RECORDS TO PROCESS:
[Start of section]

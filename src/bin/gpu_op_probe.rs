//! Operator runtime probe
//!
//! Usage:
//!   gpu_op_probe [--config FILE] list-kernels
//!   gpu_op_probe [--config FILE] demo
//!   gpu_op_probe work-size --extent 1000 --vector 8 --cap 128
//!
//! `RUST_LOG=debug` shows kernel resolution and launches.

use std::path::PathBuf;
use std::process;
use std::sync::Arc;

use clap::{Parser, Subcommand};

use gpu_op_runtime::ops::{Gather, GatherParams, Operator};
use gpu_op_runtime::worksize::{align_to, find_max_factor, vectorized_extent};
use gpu_op_runtime::{DataType, PrecisionType, Runtime, RuntimeConfig, RuntimeError, TensorDesc};

#[derive(Parser, Debug)]
#[command(author, version, about = "Inspect the GPU operator runtime")]
struct Cli {
    /// JSON runtime configuration; GPU_OP_* variables override it.
    #[arg(long, value_name = "FILE", global = true)]
    config: Option<PathBuf>,

    #[command(subcommand)]
    command: Command,
}

#[derive(Subcommand, Debug)]
enum Command {
    /// Print every kernel name the backend can compile.
    ListKernels,
    /// Gather columns [2, 0] of a 2x3 matrix and print the result.
    Demo,
    /// Print the 1-D launch geometry derived for an extent.
    WorkSize {
        #[arg(long)]
        extent: u32,
        /// Elements handled per work item.
        #[arg(long, default_value_t = 1)]
        vector: u32,
        /// Work-group cap.
        #[arg(long, default_value_t = 128)]
        cap: u32,
    },
}

fn load_config(path: Option<&PathBuf>) -> Result<RuntimeConfig, RuntimeError> {
    let config = match path {
        Some(p) => RuntimeConfig::from_file(p)?,
        None => RuntimeConfig::default(),
    };
    config.with_env_overrides()
}

fn list_kernels(rt: &Runtime) {
    let names = rt.kernel_names();
    println!("{} kernels on the {} backend:", names.len(), rt.backend_name());
    for name in names {
        println!("  {}", name);
    }
}

fn demo(rt: &Arc<Runtime>) -> Result<(), RuntimeError> {
    let input = rt.create_tensor(TensorDesc::new(&[2, 3], DataType::Float32))?;
    input.write(&[1.0f32, 2.0, 3.0, 4.0, 5.0, 6.0])?;
    let indices = rt.create_tensor(TensorDesc::new(&[2], DataType::Int32))?;
    indices.write(&[2i32, 0])?;
    let output = rt.create_tensor(TensorDesc::new(&[1], DataType::Float32))?;

    let mut gather = Gather::new(Arc::clone(rt), PrecisionType::Fp32);
    let params = GatherParams {
        axis: 1,
        android_nn: true,
    };
    gather.initialize(&[input, indices], &[Arc::clone(&output)], &params)?;
    gather.execute()?;
    rt.finish()?;

    println!("kernel: {}", gather.kernel_names().join(", "));
    println!("output {:?}: {:?}", output.dims(), output.read::<f32>()?);
    gather.release()
}

fn work_size(extent: u32, vector: u32, cap: u32) {
    let items = vectorized_extent(extent, vector.max(1));
    let local = find_max_factor(items, cap);
    println!("extent={} vector={} cap={}", extent, vector, cap);
    println!("  work items: {}", items);
    println!("  local:      {}", local);
    println!("  global:     {}", align_to(items, local));
}

fn run(cli: Cli) -> Result<(), RuntimeError> {
    if let Command::WorkSize { extent, vector, cap } = cli.command {
        work_size(extent, vector, cap);
        return Ok(());
    }
    let rt = Runtime::new(load_config(cli.config.as_ref())?)?;
    match cli.command {
        Command::ListKernels => list_kernels(&rt),
        Command::Demo => demo(&rt)?,
        Command::WorkSize { .. } => {}
    }
    Ok(())
}

fn main() {
    env_logger::Builder::from_env(env_logger::Env::default().default_filter_or("warn")).init();
    if let Err(e) = run(Cli::parse()) {
        eprintln!("error: {}", e);
        process::exit(1);
    }
}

[End of section]

WORK REQUEST: State how many lines of the entries above include the string "output". The reply is that number alone.

WRITTEN RESPONSE: 3